> Data for analysis
impl RateLimiter {
    pub fn new() -> Self {
        let states = (0..STATE_SHARDS).map(|_| Mutex::new(HashMap::new())).collect();
        Self {
            patterns: RwLock::new(HashMap::new()),
            schedules: RwLock::new(HashMap::new()),
            states,
            resolutions: Mutex::new(LruCache::new(
                NonZeroUsize::new(RESOLUTION_CACHE_SIZE).unwrap(),
            )),
            last_fired: Mutex::new(HashMap::new()),
        }
    }

    /// Install the limited patterns and schedules for a job set. Called at
    /// startup and on admin reload; existing tuple state is kept so a reload
    /// does not grant everyone a fresh budget.
    pub fn configure(&self, jobs: &[JobConfig]) {
        let mut patterns = HashMap::new();
        let mut schedules = HashMap::new();
        for job in jobs {
            let mut limited = Vec::new();
            for rules in job.rules.values() {
                for rule in rules {
                    if let Some(policy) = &rule.limit {
                        limited.push(LimitedPattern {
                            pattern: rule.target.clone(),
                            key: rule.target.key(),
                            policy: policy.clone(),
                        });
                    }
                }
            }
            if !limited.is_empty() {
                patterns.insert(job.id.clone(), limited);
            }
            if let Some(schedule) = &job.restore_schedule {
                schedules.insert(job.id.clone(), schedule.clone());
            }
        }
        *self.patterns.write().unwrap_or_else(|e| e.into_inner()) = patterns;
        *self.schedules.write().unwrap_or_else(|e| e.into_inner()) = schedules;
        self.resolutions
            .lock()
            .unwrap_or_else(|e| e.into_inner())
            .clear();
    }

    fn shard(&self, actor: ActorId) -> &Mutex<HashMap<StateKey, LimitState>> {
        use std::hash::{Hash, Hasher};
        let mut hasher = std::collections::hash_map::DefaultHasher::new();
        actor.hash(&mut hasher);
        &self.states[(hasher.finish() as usize) % STATE_SHARDS]
    }

    /// Resolve a target to the job's configured pattern: exact key first,
    /// then the first declared wildcard that matches, case-insensitively.
    fn resolve(&self, job: &JobId, target: &str) -> Option<(String, LimitPolicy)> {
        let upper = target.to_ascii_uppercase();
        let cache_key = (job.clone(), upper.clone());

        // Memoized index, taken without holding the pattern lock.
        let cached: Option<Option<usize>> = {
            let mut cache = self.resolutions.lock().unwrap_or_else(|e| e.into_inner());
            cache.get(&cache_key).copied()
        };

        let patterns = self.patterns.read().unwrap_or_else(|e| e.into_inner());
        let entries = patterns.get(job);

        let found = match cached {
            Some(idx) => idx,
            None => {
                let idx = entries.and_then(|entries| {
                    entries
                        .iter()
                        .position(|e| e.key == upper)
                        .or_else(|| entries.iter().position(|e| e.pattern.matches_target(target)))
                });
                let mut cache = self.resolutions.lock().unwrap_or_else(|e| e.into_inner());
                cache.put(cache_key, idx);
                idx
            }
        };

        let entry = entries?.get(found?)?;
        Some((entry.key.clone(), entry.policy.clone()))
    }

    /// The limiter state machine. Returns the (possibly reduced) reward
    /// amounts; `(0, 0)` while the tuple is cooling down.
    pub fn check_and_consume(
        &self,
        actor: ActorId,
        job: &JobId,
        target: &str,
        xp: f64,
        income: f64,
    ) -> (f64, f64) {
        let Some((pattern_key, policy)) = self.resolve(job, target) else {
            // No policy for this target: pass through, create no state.
            return (xp, income);
        };

        let key = StateKey {
            actor,
            job: job.clone(),
            pattern: pattern_key,
        };
        let now = Instant::now();
        let mut shard = self.shard(actor).lock().unwrap_or_else(|e| e.into_inner());
        let state = shard.entry(key).or_default();

        // The block flags choose which reward components a spent budget
        // suppresses; an unblocked component keeps flowing on cooldown.
        let suppressed = (
            if policy.block_xp { 0.0 } else { xp },
            if policy.block_income { 0.0 } else { income },
        );

        if state.on_cooldown(now) {
            return suppressed;
        }

        if state.used >= policy.max_uses {
            state.cooldown_until = Some(now + policy.cooldown);
            return suppressed;
        }

        state.used += 1;
        if state.used >= policy.max_uses {
            state.cooldown_until = Some(now + policy.cooldown);
        }
        (xp, income)
    }

    /// Manual restore: wildcard selectors (`None`) fan out over all tracked
    /// entries. Returns the number of tuples reset.
    pub fn restore(
        &self,
        actor: Option<ActorId>,
        job: Option<&JobId>,
        target: Option<&str>,
    ) -> usize {
        let target_key = target.map(|t| t.to_ascii_uppercase());
        let mut reset = 0;
        for shard in &self.states {
            let mut shard = shard.lock().unwrap_or_else(|e| e.into_inner());
            shard.retain(|key, _| {
                let matches = actor.is_none_or(|a| key.actor == a)
                    && job.is_none_or(|j| &key.job == j)
                    && target_key
                        .as_deref()
                        .is_none_or(|t| key.pattern == t || pattern_covers(&key.pattern, t));
                if matches {
                    reset += 1;
                }
                !matches
            });
        }
        reset
    }

    /// Reset every actor's state for one job (scheduled restore).
    pub fn restore_job(&self, job: &JobId) -> usize {
        self.restore(None, Some(job), None)
    }

    /// Admin query for one tuple's current standing.
    pub fn status(&self, actor: ActorId, job: &JobId, target: &str) -> Option<LimitStatus> {
        let (pattern_key, policy) = self.resolve(job, target)?;
        let key = StateKey {
            actor,
            job: job.clone(),
            pattern: pattern_key,
        };
        let now = Instant::now();
        let shard = self.shard(actor).lock().unwrap_or_else(|e| e.into_inner());
        let state = shard.get(&key).cloned().unwrap_or_default();

        let on_cooldown = state.on_cooldown(now);
        Some(LimitStatus {
            on_cooldown,
            remaining_uses: policy.max_uses.saturating_sub(state.used),
            cooldown_remaining: if on_cooldown {
                state
                    .cooldown_until
                    .map(|until| until.duration_since(now))
                    .unwrap_or_default()
            } else {
                Duration::ZERO
            },
        })
    }

    /// Whether a policy exists for this job/target at all.
    pub fn has_policy(&self, job: &JobId, target: &str) -> bool {
        self.resolve(job, target).is_some()
    }

    /// Once-per-minute tick: fire every enabled schedule whose time of day
    /// matches the current hour/minute. A malformed schedule is logged and
    /// skipped without affecting other jobs, and retried next cycle.
    pub fn tick_schedules(&self) -> usize {
        self.tick_schedules_at(Local::now().time())
    }

    pub fn tick_schedules_at(&self, now: NaiveTime) -> usize {
        let minute_of_day = now.hour() * 60 + now.minute();
        let schedules = self
            .schedules
            .read()
            .unwrap_or_else(|e| e.into_inner())
            .clone();

        let mut fired = 0;
        for (job, config) in schedules {
            if !config.enabled {
                continue;
            }
            let schedule = match RestoreSchedule::parse(&config.time_of_day) {
                Ok(s) => s,
                Err(e) => {
                    warn!("restore schedule for job '{}' skipped: {}", job, e);
                    continue;
                }
            };
            if !schedule.matches_minute(now) {
                // Outside the firing minute the dedupe entry is cleared, so
                // the same wall-clock minute fires again on later days.
                self.last_fired
                    .lock()
                    .unwrap_or_else(|e| e.into_inner())
                    .remove(&job);
                continue;
            }
            {
                let mut last = self.last_fired.lock().unwrap_or_else(|e| e.into_inner());
                if last.get(&job) == Some(&minute_of_day) {
                    continue;
                }
                last.insert(job.clone(), minute_of_day);
            }
            let reset = self.restore_job(&job);
            log::info!(
                "scheduled restore for job '{}' reset {} limit entries",
                job,
                reset
            );
            fired += 1;
        }
        fired
    }

    /// Number of tracked tuples (diagnostics).
    pub fn tracked_entries(&self) -> usize {
        self.states
            .iter()
            .map(|s| s.lock().unwrap_or_else(|e| e.into_inner()).len())
            .sum()
    }
}

impl Default for RateLimiter {
    fn default() -> Self {
        Self::new()
    }
}

/// Whether a stored pattern key is covered by a textual selector (used by
/// manual restore with concrete targets against wildcard-keyed state).
fn pattern_covers(stored_key: &str, selector: &str) -> bool {
    TargetPattern::parse(stored_key).matches_target(selector)
}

> What the task requires
Quote the listing above from its first line to the line with "actor.hash(&mut hasher);", inclusive, and add nothing.

> Result of the task
impl RateLimiter {
    pub fn new() -> Self {
        let states = (0..STATE_SHARDS).map(|_| Mutex::new(HashMap::new())).collect();
        Self {
            patterns: RwLock::new(HashMap::new()),
            schedules: RwLock::new(HashMap::new()),
            states,
            resolutions: Mutex::new(LruCache::new(
                NonZeroUsize::new(RESOLUTION_CACHE_SIZE).unwrap(),
            )),
            last_fired: Mutex::new(HashMap::new()),
        }
    }

    /// Install the limited patterns and schedules for a job set. Called at
    /// startup and on admin reload; existing tuple state is kept so a reload
    /// does not grant everyone a fresh budget.
    pub fn configure(&self, jobs: &[JobConfig]) {
        let mut patterns = HashMap::new();
        let mut schedules = HashMap::new();
        for job in jobs {
            let mut limited = Vec::new();
            for rules in job.rules.values() {
                for rule in rules {
                    if let Some(policy) = &rule.limit {
                        limited.push(LimitedPattern {
                            pattern: rule.target.clone(),
                            key: rule.target.key(),
                            policy: policy.clone(),
                        });
                    }
                }
            }
            if !limited.is_empty() {
                patterns.insert(job.id.clone(), limited);
            }
            if let Some(schedule) = &job.restore_schedule {
                schedules.insert(job.id.clone(), schedule.clone());
            }
        }
        *self.patterns.write().unwrap_or_else(|e| e.into_inner()) = patterns;
        *self.schedules.write().unwrap_or_else(|e| e.into_inner()) = schedules;
        self.resolutions
            .lock()
            .unwrap_or_else(|e| e.into_inner())
            .clear();
    }

    fn shard(&self, actor: ActorId) -> &Mutex<HashMap<StateKey, LimitState>> {
        use std::hash::{Hash, Hasher};
        let mut hasher = std::collections::hash_map::DefaultHasher::new();
        actor.hash(&mut hasher);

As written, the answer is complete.